When I was given the opportunity to drive from Kathmandu to Everest Base Camp in Tibet, I had as much thrill and the strength to drive over passes at 18,500 feet and temperatures down to -6 degrees Celsius. The attraction was also to be where Mallory stood before climbing Mount Everest.
We started from Kathmandu, a group of eleven drivers, and had five days left. Nepal cleaned up green and pretty after the monsoons, but much of the road on our route was muddy and wet, with consistency ranging from thick molasses syrup to viscous porridge. I was astride the Royal Enfield Himalayan, which was designed for such conditions, and that got me through the first two days and the entire trip without a single fall.
We were blessed for saying goodbye to the monsoon, but the warmth and humidity made me feel like I was in an open air sauna when I cursed the heat trapping ability of my riding equipment. This is because we were still at terai height in the Nepalese Himalayas and still below the tree line.
But two days later, when we started from Gyirong, the first city across the border in Tibet, the cold was unbearable. We were now at 8,900 feet above sea level.
The streets in Tibet are built in China, smooth and flawless. This meant that we could keep high speeds on our motorcycles, but it also meant that we ascended very quickly. Within three hours we were on the 17,200-foot pass, which was the entrance to the Tibetan plateau – rightly called “The Roof of the World”.
For me it was a test of steadfastness. Not only did I struggle against temperatures hovering around freezing, I was also curious to see if acute mountain sickness (AMS) would envelop me in its fatal hug. I knew that I had to drink a lot of water and stay calm to fight it so that my breathing was relaxed and deep.
But I just couldn’t stay calm because I was driving through such a spectacular landscape. The deep blue Paiku Lake was on the horizon and beyond it stood the perennial snow-capped mountains, the eight thousand, so-called because their peaks were over 8,000 meters high. Here at Lake Paiku, the Shishapangma was the most dominant at 8,013 meters (26,290 feet).
Our goal for that day was Tingri, which is at 14,265 feet. When we entered Tingri, AMS was common among us. When the oximeter attached over my finger showed 65% oxygen, I was disappointed because there was a possibility that I would have to stay in Tingri because Rongbuk was at 16,340 feet. To give you an estimate of how high that is – my last parachute jump – where I jumped from an airplane – was 15,000 feet!
And to get to Rongbuk, an 18,000-foot pass had to be crossed. But that evening I took it calmly, drank enough water to shame a camel, and the next morning I was ready to ride. Unfortunately two drivers had to stay in Tingri.
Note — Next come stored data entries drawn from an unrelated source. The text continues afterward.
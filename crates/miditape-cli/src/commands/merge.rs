//! Merge command implementation
//!
//! Joins MIDI files and writes the merged MIDI without rendering audio.

use anyhow::{Context, Result};
use colored::Colorize;
use miditape_merge::merge_files;
use std::path::Path;
use std::process::ExitCode;
use tracing::debug;

use super::json_output::{error_codes, JsonError, RunOutput};
use super::reporting::{
    ask_overwrite, coded_error_to_json, missing_to_json, print_json, print_missing, print_report,
};
use super::MergeOptions;
use crate::checks::missing_files;

/// Run the merge command
///
/// # Arguments
/// * `inputs` - MIDI files, in play order
/// * `output` - Path of the merged MIDI file
/// * `options` - Gap, tail and resolution settings
/// * `yes` - Overwrite an existing output without asking
/// * `json_output` - Whether to output machine-readable JSON
///
/// # Returns
/// Exit code: 0 success or declined overwrite, 1 on error
pub fn run(
    inputs: &[String],
    output: &str,
    options: &MergeOptions,
    yes: bool,
    json_output: bool,
) -> Result<ExitCode> {
    debug!(inputs = inputs.len(), output, ?options, "merge");
    if json_output {
        run_json(inputs, output, options, yes)
    } else {
        run_human(inputs, output, options, yes)
    }
}

fn run_human(inputs: &[String], output: &str, options: &MergeOptions, yes: bool) -> Result<ExitCode> {
    let config = options.config()?;

    let missing = missing_files(inputs, None);
    if !missing.is_empty() {
        print_missing(&missing);
        return Ok(ExitCode::from(1));
    }

    let out_path = Path::new(output);
    if out_path.is_file() && !yes && !ask_overwrite(out_path)? {
        return Ok(ExitCode::SUCCESS);
    }

    println!("{}", "Merging MIDI files...".cyan().bold());
    let merged = merge_files(inputs, &config).context("Failed to merge MIDI files")?;
    print_report(&merged.report);

    std::fs::write(out_path, &merged.bytes)
        .with_context(|| format!("Failed to write output file: {}", output))?;

    println!(
        "{} MIDI file {} created successfully.",
        "SUCCESS".green().bold(),
        output
    );
    println!("{} {}", "Hash:".dimmed(), &merged.hash[..16]);
    Ok(ExitCode::SUCCESS)
}

fn run_json(inputs: &[String], output: &str, options: &MergeOptions, yes: bool) -> Result<ExitCode> {
    let config = match options.config() {
        Ok(config) => config,
        Err(e) => {
            let error = JsonError::new(error_codes::INVALID_ARGUMENT, e.to_string());
            print_json(&RunOutput::failure("merge", output, vec![error]))?;
            return Ok(ExitCode::from(1));
        }
    };

    let missing = missing_files(inputs, None);
    if !missing.is_empty() {
        print_json(&RunOutput::failure("merge", output, missing_to_json(&missing)))?;
        return Ok(ExitCode::from(1));
    }

    let out_path = Path::new(output);
    if out_path.is_file() && !yes {
        let error = JsonError::new(
            error_codes::OUTPUT_EXISTS,
            format!("Output file {} exists; pass --yes to overwrite", output),
        )
        .with_file(output);
        print_json(&RunOutput::failure("merge", output, vec![error]))?;
        return Ok(ExitCode::from(1));
    }

    let merged = match merge_files(inputs, &config) {
        Ok(merged) => merged,
        Err(e) => {
            print_json(&RunOutput::failure("merge", output, vec![coded_error_to_json(&e)]))?;
            return Ok(ExitCode::from(1));
        }
    };

    if let Err(e) = std::fs::write(out_path, &merged.bytes) {
        let error = JsonError::new(error_codes::WRITE_OUTPUT, e.to_string()).with_file(output);
        print_json(&RunOutput::failure("merge", output, vec![error]))?;
        return Ok(ExitCode::from(1));
    }

    let mut result = RunOutput::success("merge", output);
    result.midi_hash = Some(merged.hash);
    result.report = Some(merged.report);
    print_json(&result)?;
    Ok(ExitCode::SUCCESS)
}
The 140 kilometer drive this morning was more than spectacular when we drove to the pass where Mount Everest came into view. It was a beautiful day with blue skies and I remember watching the view from the pass. Everest was 8,848 meters higher than the Shishapangma, Makalu, Lhotse and Cho Oyu that flanked it – all over 8,000 meters high.
The road down the pass was so great with its 108 hairpin bends that I really had to keep my thoughts in check and not get carried away by excitement that would make it harder for me to breathe. It was not an easy task because after 16 years I rediscovered the joy of motorcycling in the Himalayas.
That evening when I was standing in Rongbuk and watching Everest change from white to golden with the last rays of the setting sun, I felt a feeling of exhilaration just to be in his presence and I didn’t even want to try climbing it.
Imagine what George Mallory must have felt when he stood right there in 1921 looking at this eternal mountain.